Send Proposed text for Part 2 to Taskforce:
SignOnly rules:

OPC UA Security is affected by network infrastructure because certain IP level attacks are only possible on networks that have not been configured to resist these attacks. For example, if a network is known and under the control of one of the parties involved in the OPC UA communication, then SecureChannels without encryption may be used. Conversely, if the network, such the public Internet, is not under control of the of one of the parties involved in the OPC UA communication then encryption should be used.

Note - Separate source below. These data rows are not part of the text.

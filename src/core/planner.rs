//! A* action planner over world states.

use std::cmp::Ordering;
use std::collections::{BinaryHeap, HashSet};
use std::fmt;

use tracing::{debug, info, warn};

use crate::core::action::Action;
use crate::core::cancel::CancelToken;
use crate::core::error::{EngineError, Result};
use crate::core::goal::Goal;
use crate::core::state::WorldState;

/// Cap on node expansions before the search gives up.
pub const DEFAULT_MAX_ITERATIONS: usize = 1000;

/// An ordered action sequence plus its accumulated cost.
///
/// The empty plan is valid and means the goal was already satisfied.
#[derive(Clone, Default)]
pub struct Plan {
    pub actions: Vec<Box<dyn Action>>,
    pub cost: f64,
}

impl Plan {
    pub fn is_empty(&self) -> bool {
        self.actions.is_empty()
    }

    pub fn len(&self) -> usize {
        self.actions.len()
    }
}

impl fmt::Debug for Plan {
    fn fmt(&self, f: &mut fmt::Formatter<'_>) -> fmt::Result {
        f.debug_struct("Plan")
            .field(
                "actions",
                &self.actions.iter().map(|a| a.name()).collect::<Vec<_>>(),
            )
            .field("cost", &self.cost)
            .finish()
    }
}

impl fmt::Display for Plan {
    fn fmt(&self, f: &mut fmt::Formatter<'_>) -> fmt::Result {
        if self.actions.is_empty() {
            return f.write_str("empty plan");
        }
        writeln!(f, "plan (cost: {:.2}):", self.cost)?;
        for (i, action) in self.actions.iter().enumerate() {
            writeln!(f, "{}. {}", i + 1, action.name())?;
        }
        Ok(())
    }
}

/// Finds minimum-cost action sequences with A* search.
pub struct Planner {
    actions: Vec<Box<dyn Action>>,
    max_iterations: usize,
}

impl Planner {
    pub fn new(actions: Vec<Box<dyn Action>>) -> Self {
        Self {
            actions,
            max_iterations: DEFAULT_MAX_ITERATIONS,
        }
    }

    pub fn with_max_iterations(mut self, max_iterations: usize) -> Self {
        self.max_iterations = max_iterations;
        self
    }

    pub fn add_action(&mut self, action: Box<dyn Action>) {
        self.actions.push(action);
    }

    pub fn actions(&self) -> &[Box<dyn Action>] {
        &self.actions
    }

    /// Find the cheapest action sequence from `current` to `goal`.
    ///
    /// Returns the empty plan when the goal is already satisfied and
    /// [`EngineError::NoPlanFor`] when the search space or iteration cap is
    /// exhausted. Plans are deterministic: ties on f-cost break toward lower
    /// g-cost, then toward the order actions were registered.
    pub fn find_plan(&self, cancel: &CancelToken, current: &WorldState, goal: &Goal) -> Result<Plan> {
        info!(goal = goal.name(), state = %current, "starting plan search");

        if goal.is_satisfied(current) {
            info!(goal = goal.name(), "goal already satisfied, no actions needed");
            return Ok(Plan::default());
        }

        let mut open = BinaryHeap::new();
        let mut closed: HashSet<String> = HashSet::new();
        let mut seq: u64 = 0;

        open.push(SearchNode {
            state: current.clone(),
            path: Vec::new(),
            g_cost: 0.0,
            h_cost: goal.distance(current) as f64,
            seq,
        });

        let mut iterations = 0;
        while let Some(node) = open.pop() {
            if iterations >= self.max_iterations {
                warn!(
                    max_iterations = self.max_iterations,
                    goal = goal.name(),
                    "plan search reached iteration cap"
                );
                break;
            }
            iterations += 1;
            cancel.check()?;

            let state_key = node.state.stringify();
            if !closed.insert(state_key.clone()) {
                continue;
            }

            debug!(
                depth = node.path.len(),
                f_cost = node.f_cost(),
                state = %state_key,
                "exploring node"
            );

            if goal.is_satisfied(&node.state) {
                info!(
                    goal = goal.name(),
                    actions = node.path.len(),
                    cost = node.g_cost,
                    iterations,
                    "plan found"
                );
                return Ok(Plan {
                    actions: node
                        .path
                        .iter()
                        .map(|&idx| self.actions[idx].boxed_clone())
                        .collect(),
                    cost: node.g_cost,
                });
            }

            for (idx, action) in self.actions.iter().enumerate() {
                if !action.can_execute(&node.state) {
                    continue;
                }

                let mut successor = node.state.clone();
                successor.apply(action.effects());
                if closed.contains(&successor.stringify()) {
                    continue;
                }

                let mut path = node.path.clone();
                path.push(idx);
                seq += 1;
                open.push(SearchNode {
                    h_cost: goal.distance(&successor) as f64,
                    state: successor,
                    path,
                    g_cost: node.g_cost + action.cost(),
                    seq,
                });
            }
        }

        warn!(goal = goal.name(), iterations, "no plan found");
        Err(EngineError::NoPlanFor {
            goal: goal.name().to_string(),
        })
    }
}

/// A state reached during search, with the action indices that reached it.
struct SearchNode {
    state: WorldState,
    path: Vec<usize>,
    g_cost: f64,
    h_cost: f64,
    seq: u64,
}

impl SearchNode {
    fn f_cost(&self) -> f64 {
        self.g_cost + self.h_cost
    }
}

// BinaryHeap is a max-heap, so the ordering is reversed: the "greatest" node
// is the one with the lowest f-cost, then lowest g-cost, then earliest
// insertion. The tie chain keeps plans deterministic for identical inputs.
impl Ord for SearchNode {
    fn cmp(&self, other: &Self) -> Ordering {
        other
            .f_cost()
            .total_cmp(&self.f_cost())
            .then_with(|| other.g_cost.total_cmp(&self.g_cost))
            .then_with(|| other.seq.cmp(&self.seq))
    }
}

impl PartialOrd for SearchNode {
    fn partial_cmp(&self, other: &Self) -> Option<Ordering> {
        Some(self.cmp(other))
    }
}

impl PartialEq for SearchNode {
    fn eq(&self, other: &Self) -> bool {
        self.cmp(other) == Ordering::Equal
    }
}

impl Eq for SearchNode {}
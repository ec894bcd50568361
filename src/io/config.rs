//! Engine configuration stored as TOML.

use std::fs;
use std::path::{Path, PathBuf};

use anyhow::{anyhow, Context, Result};
use serde::{Deserialize, Serialize};

/// Engine configuration (TOML).
///
/// Intended to be edited by humans; missing fields default to working
/// values, and a missing file is equivalent to the defaults.
#[derive(Debug, Clone, Serialize, Deserialize, PartialEq, Eq)]
#[serde(default)]
pub struct EngineConfig {
    /// Maximum hierarchical decomposition depth.
    pub max_depth: usize,

    /// Cap on A* node expansions per atomic goal.
    pub max_iterations: usize,

    /// Pause between actions of an atomic node, in milliseconds.
    pub action_pause_ms: u64,

    /// Directory that holds persisted plan graphs, keyed by run id.
    pub output_dir: PathBuf,
}

impl Default for EngineConfig {
    fn default() -> Self {
        Self {
            max_depth: 5,
            max_iterations: 1000,
            action_pause_ms: 100,
            output_dir: PathBuf::from("runs"),
        }
    }
}

impl EngineConfig {
    pub fn validate(&self) -> Result<()> {
        if self.max_depth == 0 {
            return Err(anyhow!("max_depth must be > 0"));
        }
        if self.max_iterations == 0 {
            return Err(anyhow!("max_iterations must be > 0"));
        }
        if self.output_dir.as_os_str().is_empty() {
            return Err(anyhow!("output_dir must not be empty"));
        }
        Ok(())
    }
}

/// Load config from a TOML file.
///
/// If the file is missing, returns `EngineConfig::default()`.
pub fn load_config(path: &Path) -> Result<EngineConfig> {
    if !path.exists() {
        let cfg = EngineConfig::default();
        cfg.validate()?;
        return Ok(cfg);
    }
    let contents = fs::read_to_string(path).with_context(|| format!("read {}", path.display()))?;
    let cfg: EngineConfig =
        toml::from_str(&contents).with_context(|| format!("parse {}", path.display()))?;
    cfg.validate()?;
    Ok(cfg)
}

/// Atomically write config to disk (temp file + rename).
pub fn write_config(path: &Path, cfg: &EngineConfig) -> Result<()> {
    cfg.validate()?;
    let parent = path
        .parent()
        .with_context(|| format!("config path missing parent {}", path.display()))?;
    fs::create_dir_all(parent).with_context(|| format!("create directory {}", parent.display()))?;

    let mut buf = toml::to_string_pretty(cfg).context("serialize config toml")?;
    buf.push('\n');
    let tmp_path = path.with_extension("toml.tmp");
    fs::write(&tmp_path, &buf)
        .with_context(|| format!("write temp config {}", tmp_path.display()))?;
    fs::rename(&tmp_path, path).with_context(|| format!("replace config {}", path.display()))?;
    Ok(())
}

The types of attacks that need to be considered when developing a threat model include ARP poisoning, spanning tree (SPT) and other IP layer man-in-the-middle attacks. Possible mitigations for these attacks may include network hardware specific configurations for ethernet switches such as static ARP tables. Using encryption with SecureChannels provides strong protection against negative consequences of these types of attacks no matter what the network infrastructure exists. Session hijacking is one possible negative consequence when SecureChannels without encryption are used without appropriate network level protections.

If you're already fine with the text and we need no discussion, please let me know via eMail. Because in this case I could tell the Security WG to continue and they don't need to wait for our next meeting.

Answer from Jens Cordt:
Part 2 section 4.4 states “OPC UA specifies features that are intended so that conformant OPC UA Applications can meet the security requirements that are expected to be made by sites where they will be deployed.”

This means that the requirements for protection against ARP/STP attacks must be explicitly included as necessary features, in addition to the proposed note (at least somewhere in part 2).

Section 4.3.5 names message alteration as a threat. Section 5.1.5 names the signature as a countermeasure. This is not consistent with the proposal. The proposal excludes “IP-level man-in-the-middle” attacks. However, I am not aware of any other relevant attacks for the manipulation of messages on the communication path.

This is exacerbated by the fact that 5.1.1 mentions “SignOnly” for mitigating all threats except ‘eavesdropping’ and “server profiling”. The incidental restriction that the network must be protected against ARP poisoning, spanning tree (SPT) and other IP layer man-in-the-middle attacks does not fit in with this.

However, the strongest argument against this simple solution is section 6.18 Zero trust environments. It states “OPC UA, with its built-in security capabilities, is a very good fit for a zero trust environment.” This does not justify the restrictions mentioned.